Die Studie gibt Empfehlungen, wie eine bedarfsgerechte Versorgung der Contergan-Opfer aussehen soll. Der Höchstsatz der Conterganrente von 1152 Euro, welche die Contergan-Stiftung derzeit auszahlt reicht dafür nicht im Ansatz. Deshalb fordern die Geschädigten jetzt von der Politik eine deutliche Erhöhung der Rente. Die Studie liefert gute Argumente, aber auch der internationale Vergleich lohnt einen Blick: In den meisten ebenfalls betroffenen Ländern erhalten Thalidomid-Opfer mindestens das Doppelte an Unterstützung, entweder vom Staat wie in Italien, oder privat wie in Schweden. In England bekommen Schwerstgeschädigte eine monatliche Rente von über 9000 Euro, das ist das achtfache der deutschen Höchstrente. "Im Kapitalismus wird Wertschätzung in Geld gemessen", sagt Regisseur Glasow. "Das heißt dann wohl, das Deutschland uns offenbar nicht so wertschätzt wie andere Länder."

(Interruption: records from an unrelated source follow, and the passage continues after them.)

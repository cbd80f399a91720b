// Host-side tests for scene configuration parsing.

use fnv::FnvHashMap;
use shapefield_core::*;

fn attrs(pairs: &[(&str, &str)]) -> FnvHashMap<String, String> {
    pairs
        .iter()
        .map(|(k, v)| (k.to_string(), v.to_string()))
        .collect()
}

#[test]
fn defaults_match_documented_values() {
    let c = SceneConfig::default();
    assert_eq!(c.shape_count, 40);
    assert_eq!(c.spread_radius, 8.0);
    assert!(c.enable_orbit_controls);
    assert_eq!(c.background_color, "#000010");
    assert!(c.enable_post_processing);
    assert_eq!(c.camera_mode(), CameraMode::Orbit);
}

#[test]
fn from_attributes_applies_known_keys() {
    let c = SceneConfig::from_attributes(&attrs(&[
        ("shape-count", "25"),
        ("spread", "5.5"),
        ("orbit", "false"),
        ("background", "#fff"),
        ("post", "off"),
        ("unrelated", "whatever"),
    ]));
    assert_eq!(c.shape_count, 25);
    assert_eq!(c.spread_radius, 5.5);
    assert_eq!(c.camera_mode(), CameraMode::Follow);
    assert_eq!(c.background().rgb, [1.0, 1.0, 1.0]);
    assert!(!c.enable_post_processing);
}

#[test]
fn invalid_values_keep_defaults() {
    let c = SceneConfig::from_attributes(&attrs(&[
        ("shape-count", "lots"),
        ("orbit", "maybe"),
        ("background", "rebeccapurple"),
    ]));
    assert_eq!(c, SceneConfig::default());
}

#[test]
fn apply_reports_typed_errors() {
    let mut c = SceneConfig::default();
    assert_eq!(
        c.apply("spread", "wide"),
        Err(ConfigError::Number {
            key: "spread".into(),
            value: "wide".into()
        })
    );
    assert_eq!(
        c.apply("post", "2"),
        Err(ConfigError::Flag {
            key: "post".into(),
            value: "2".into()
        })
    );
    assert!(matches!(c.apply("background", "#12"), Err(ConfigError::Color(_))));
    assert_eq!(c.apply("enablePostProcessing", ""), Ok(()));
    assert!(c.enable_post_processing);
}

#[test]
fn effective_values_degrade_gracefully() {
    let c = SceneConfig {
        shape_count: 0,
        spread_radius: f32::NAN,
        ..SceneConfig::default()
    };
    assert_eq!(c.effective_shape_count(), 0);
    assert_eq!(c.effective_spread(), 8.0);
    let c = SceneConfig {
        shape_count: -10,
        spread_radius: -1.0,
        ..SceneConfig::default()
    };
    assert_eq!(c.effective_shape_count(), 0);
    assert_eq!(c.effective_spread(), 8.0);
}

#[test]
fn shape_count_steps_stay_in_slider_range() {
    let mut c = SceneConfig::default();
    for _ in 0..20 {
        c = c.with_shape_count_step(SHAPE_COUNT_STEP);
    }
    assert_eq!(c.shape_count, 80);
    for _ in 0..20 {
        c = c.with_shape_count_step(-SHAPE_COUNT_STEP);
    }
    assert_eq!(c.shape_count, 10);
}

#[test]
fn camera_mode_toggle_flips_only_the_flag() {
    let c = SceneConfig::default();
    let t = c.with_camera_mode_toggled();
    assert_eq!(t.camera_mode(), CameraMode::Follow);
    assert_eq!(t.shape_count, c.shape_count);
    assert_eq!(t.with_camera_mode_toggled(), c);
}

#[test]
fn background_parsing() {
    let bg = parse_background("#000010").unwrap();
    assert_eq!(bg.rgb, [0.0, 0.0, 16.0 / 255.0]);
    assert_eq!(bg.alpha, 1.0);
    assert!(parse_background("transparent").unwrap().is_transparent());
    assert!(parse_background(" #A0b ").is_ok());
    assert!(parse_background("000010").is_err());
    assert!(parse_background("#gg0000").is_err());

    let lin = parse_background("#ffffff").unwrap().linear();
    assert!((lin[0] - 1.0).abs() < 1e-5);
    assert_eq!(lin[3], 1.0);
}

#[test]
fn unparseable_background_field_falls_back_to_default() {
    let c = SceneConfig {
        background_color: "not a colour".into(),
        ..SceneConfig::default()
    };
    assert_eq!(c.background(), parse_background("#000010").unwrap());
}
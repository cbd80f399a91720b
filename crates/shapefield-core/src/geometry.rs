//! Base meshes for each shape kind, emitted as flat vertex position lists.
//!
//! Faceted solids (icosphere, octahedron, extrusions) are emitted as
//! non-indexed triangle lists, so shared corners appear once per face. The
//! sphere and box keep their indexed vertex grids. Either way the list is what
//! gets drawn as points.

use glam::{Vec2, Vec3};
use std::f32::consts::{PI, TAU};

const ICOSAHEDRON_FACES: [[usize; 3]; 20] = [
    [0, 11, 5],
    [0, 5, 1],
    [0, 1, 7],
    [0, 7, 10],
    [0, 10, 11],
    [1, 5, 9],
    [5, 11, 4],
    [11, 10, 2],
    [10, 7, 6],
    [7, 1, 8],
    [3, 9, 4],
    [3, 4, 2],
    [3, 2, 6],
    [3, 6, 8],
    [3, 8, 9],
    [4, 9, 5],
    [2, 4, 11],
    [6, 2, 10],
    [8, 6, 7],
    [9, 8, 1],
];

const OCTAHEDRON_FACES: [[usize; 3]; 8] = [
    [0, 2, 4],
    [0, 4, 3],
    [0, 3, 5],
    [0, 5, 2],
    [1, 2, 5],
    [1, 5, 3],
    [1, 3, 4],
    [1, 4, 2],
];

fn icosahedron_corners() -> [Vec3; 12] {
    let t = (1.0 + 5.0_f32.sqrt()) / 2.0;
    [
        Vec3::new(-1.0, t, 0.0),
        Vec3::new(1.0, t, 0.0),
        Vec3::new(-1.0, -t, 0.0),
        Vec3::new(1.0, -t, 0.0),
        Vec3::new(0.0, -1.0, t),
        Vec3::new(0.0, 1.0, t),
        Vec3::new(0.0, -1.0, -t),
        Vec3::new(0.0, 1.0, -t),
        Vec3::new(t, 0.0, -1.0),
        Vec3::new(t, 0.0, 1.0),
        Vec3::new(-t, 0.0, -1.0),
        Vec3::new(-t, 0.0, 1.0),
    ]
}

const OCTAHEDRON_CORNERS: [Vec3; 6] = [
    Vec3::X,
    Vec3::NEG_X,
    Vec3::Y,
    Vec3::NEG_Y,
    Vec3::Z,
    Vec3::NEG_Z,
];

/// Subdivided icosahedron projected onto a sphere of `radius`.
///
/// Each of the 20 faces is split into `(detail + 1)^2` triangles.
pub fn icosphere(radius: f32, detail: u32) -> Vec<Vec3> {
    polyhedron(&icosahedron_corners(), &ICOSAHEDRON_FACES, radius, detail)
}

pub fn octahedron(radius: f32, detail: u32) -> Vec<Vec3> {
    polyhedron(&OCTAHEDRON_CORNERS, &OCTAHEDRON_FACES, radius, detail)
}

fn polyhedron(corners: &[Vec3], faces: &[[usize; 3]], radius: f32, detail: u32) -> Vec<Vec3> {
    let cols = detail as usize + 1;
    let mut out = Vec::with_capacity(faces.len() * cols * cols * 3);
    for [a, b, c] in faces {
        subdivide_face(corners[*a], corners[*b], corners[*c], cols, &mut out);
    }
    for v in &mut out {
        *v = v.normalize_or_zero() * radius;
    }
    out
}

fn subdivide_face(a: Vec3, b: Vec3, c: Vec3, cols: usize, out: &mut Vec<Vec3>) {
    let mut grid: Vec<Vec<Vec3>> = Vec::with_capacity(cols + 1);
    for i in 0..=cols {
        let f = i as f32 / cols as f32;
        let aj = a.lerp(c, f);
        let bj = b.lerp(c, f);
        let rows = cols - i;
        let row = (0..=rows)
            .map(|j| {
                if rows == 0 {
                    aj
                } else {
                    aj.lerp(bj, j as f32 / rows as f32)
                }
            })
            .collect();
        grid.push(row);
    }
    for i in 0..cols {
        for j in 0..(2 * (cols - i) - 1) {
            let k = j / 2;
            if j % 2 == 0 {
                out.extend([grid[i][k + 1], grid[i + 1][k], grid[i][k]]);
            } else {
                out.extend([grid[i][k + 1], grid[i + 1][k + 1], grid[i + 1][k]]);
            }
        }
    }
}

/// Latitude/longitude sphere with `(width_segments + 1) * (height_segments + 1)`
/// grid vertices, seam and pole rows included.
pub fn uv_sphere(radius: f32, width_segments: u32, height_segments: u32) -> Vec<Vec3> {
    let w = width_segments.max(3);
    let h = height_segments.max(2);
    let mut out = Vec::with_capacity(((w + 1) * (h + 1)) as usize);
    for iy in 0..=h {
        let theta = iy as f32 / h as f32 * PI;
        for ix in 0..=w {
            let phi = ix as f32 / w as f32 * TAU;
            out.push(Vec3::new(
                -radius * phi.cos() * theta.sin(),
                radius * theta.cos(),
                radius * phi.sin() * theta.sin(),
            ));
        }
    }
    out
}

/// Axis-aligned box centred on the origin, one segment per side: four
/// corners per face, faces ordered +x, -x, +y, -y, +z, -z.
pub fn cuboid(width: f32, height: f32, depth: f32) -> Vec<Vec3> {
    let (hw, hh, hd) = (width / 2.0, height / 2.0, depth / 2.0);
    // (u axis, v axis, w axis, u sign, v sign, u half, v half, w offset)
    let faces: [(usize, usize, usize, f32, f32, f32, f32, f32); 6] = [
        (2, 1, 0, -1.0, -1.0, hd, hh, hw),
        (2, 1, 0, 1.0, -1.0, hd, hh, -hw),
        (0, 2, 1, 1.0, 1.0, hw, hd, hh),
        (0, 2, 1, 1.0, -1.0, hw, hd, -hh),
        (0, 1, 2, 1.0, -1.0, hw, hh, hd),
        (0, 1, 2, -1.0, -1.0, hw, hh, -hd),
    ];
    let mut out = Vec::with_capacity(24);
    for (u, v, w, udir, vdir, uh, vh, woff) in faces {
        for iy in 0..2 {
            let y = iy as f32 * 2.0 * vh - vh;
            for ix in 0..2 {
                let x = ix as f32 * 2.0 * uh - uh;
                let mut p = [0.0f32; 3];
                p[u] = x * udir;
                p[v] = y * vdir;
                p[w] = woff;
                out.push(Vec3::from_array(p));
            }
        }
    }
    out
}

/// Outline of the code-bracket glyph.
pub fn bracket_outline() -> Vec<Vec2> {
    vec![
        Vec2::new(0.0, -1.0),
        Vec2::new(-0.3, -1.0),
        Vec2::new(-0.3, -0.8),
        Vec2::new(-0.1, -0.8),
        Vec2::new(-0.1, 0.8),
        Vec2::new(-0.3, 0.8),
        Vec2::new(-0.3, 1.0),
        Vec2::new(0.0, 1.0),
    ]
}

/// Star outline alternating between outer and inner radius.
pub fn star_outline(spikes: u32, outer: f32, inner: f32) -> Vec<Vec2> {
    (0..spikes * 2)
        .map(|i| {
            let angle = i as f32 * PI / spikes as f32;
            let r = if i % 2 == 0 { outer } else { inner };
            Vec2::new(angle.cos() * r, angle.sin() * r)
        })
        .collect()
}

/// Extrude a closed outline along +z by `depth`: back cap, front cap, then
/// the side walls, all as a triangle list.
pub fn extrude(outline: &[Vec2], depth: f32) -> Vec<Vec3> {
    let mut pts: Vec<Vec2> = outline.to_vec();
    if pts.len() > 1 && pts.first() == pts.last() {
        pts.pop();
    }
    if pts.len() < 3 {
        return Vec::new();
    }
    if signed_area(&pts) < 0.0 {
        pts.reverse();
    }
    let tris = triangulate(&pts);
    let n = pts.len();
    let mut out = Vec::with_capacity(tris.len() * 6 + n * 6);
    let at = |p: Vec2, z: f32| Vec3::new(p.x, p.y, z);
    for [a, b, c] in &tris {
        out.extend([at(pts[*c], 0.0), at(pts[*b], 0.0), at(pts[*a], 0.0)]);
    }
    for [a, b, c] in &tris {
        out.extend([at(pts[*a], depth), at(pts[*b], depth), at(pts[*c], depth)]);
    }
    for i in 0..n {
        let p0 = pts[i];
        let p1 = pts[(i + 1) % n];
        let (a, b, c, d) = (at(p0, 0.0), at(p1, 0.0), at(p1, depth), at(p0, depth));
        out.extend([a, b, d, b, c, d]);
    }
    out
}

fn signed_area(pts: &[Vec2]) -> f32 {
    let n = pts.len();
    (0..n)
        .map(|i| pts[i].perp_dot(pts[(i + 1) % n]))
        .sum::<f32>()
        * 0.5
}

/// Ear-clipping triangulation of a simple counter-clockwise polygon.
pub fn triangulate(pts: &[Vec2]) -> Vec<[usize; 3]> {
    let mut remaining: Vec<usize> = (0..pts.len()).collect();
    let mut tris = Vec::with_capacity(pts.len().saturating_sub(2));
    while remaining.len() > 3 {
        let m = remaining.len();
        let ear = (0..m).find(|&i| {
            let (a, b, c) = (
                remaining[(i + m - 1) % m],
                remaining[i],
                remaining[(i + 1) % m],
            );
            is_ear(pts, a, b, c, &remaining)
        });
        match ear {
            Some(i) => {
                tris.push([
                    remaining[(i + m - 1) % m],
                    remaining[i],
                    remaining[(i + 1) % m],
                ]);
                remaining.remove(i);
            }
            None => {
                // Degenerate outline: fan whatever is left.
                log::debug!("[geometry] no ear among {} vertices, fanning", m);
                for i in 1..m - 1 {
                    tris.push([remaining[0], remaining[i], remaining[i + 1]]);
                }
                return tris;
            }
        }
    }
    if let [a, b, c] = remaining[..] {
        tris.push([a, b, c]);
    }
    tris
}

fn is_ear(pts: &[Vec2], a: usize, b: usize, c: usize, remaining: &[usize]) -> bool {
    let (pa, pb, pc) = (pts[a], pts[b], pts[c]);
    if (pb - pa).perp_dot(pc - pb) <= 0.0 {
        return false;
    }
    !remaining
        .iter()
        .filter(|&&i| i != a && i != b && i != c)
        .any(|&i| point_in_triangle(pts[i], pa, pb, pc))
}

#[inline]
fn point_in_triangle(p: Vec2, a: Vec2, b: Vec2, c: Vec2) -> bool {
    (b - a).perp_dot(p - a) > 0.0 && (c - b).perp_dot(p - b) > 0.0 && (a - c).perp_dot(p - c) > 0.0
}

Die Frage, die sich aufdrängt, ist, warum überhaupt der deutsche Staat für die Opfer des Contergan-Skandals verantwortlich sein soll. Die Firma Grünenthal, die das Medikament auf den Markt brachte gibt es auch heute noch und es geht ihr finanziell blendend. Ihr bekanntestes Produkt dürfte das Schmerzmittel Tramadol sein. Die letzten Jahre hatte das Unternehmen jeweils einen Umsatz von ca. eine Milliarde Euro. Aber mit dem Vergleich, den die Bundesregierung vor über 40 Jahren mit der Firma schloss, kaufte sich das Unternehmen von einer eventuellen Verantwortung frei. Der Vertrag schloss eventuelle Folgeschäden damals schon explizit aus.

Das Bundesverfassungsgericht stellte 1976 fest, der Staat habe die Schuldnerrolle von Grünenthal übernommen und sei verpflichtet den "Kindern" eine "dauerhafte und wirksame Hilfe" zu gewähren. Die Politik hat bereits angekündigt, ihren Teil beitragen zu wollen. Ungewöhnlich einmütig erklärten die Fraktionen man müsse den Opfern helfen. Der Koalitionsausschuss von CDU/CSU und FDP hat beschlossen, einem Antrag der Linken zuvorzukommen und von sich aus mehr Geld zur Verfügung zu stellen. 120 Millionen Euro hat der Koalitionsausschuss bewilligt. Für die Opfer kann das allerdings nur ein Anfang sein.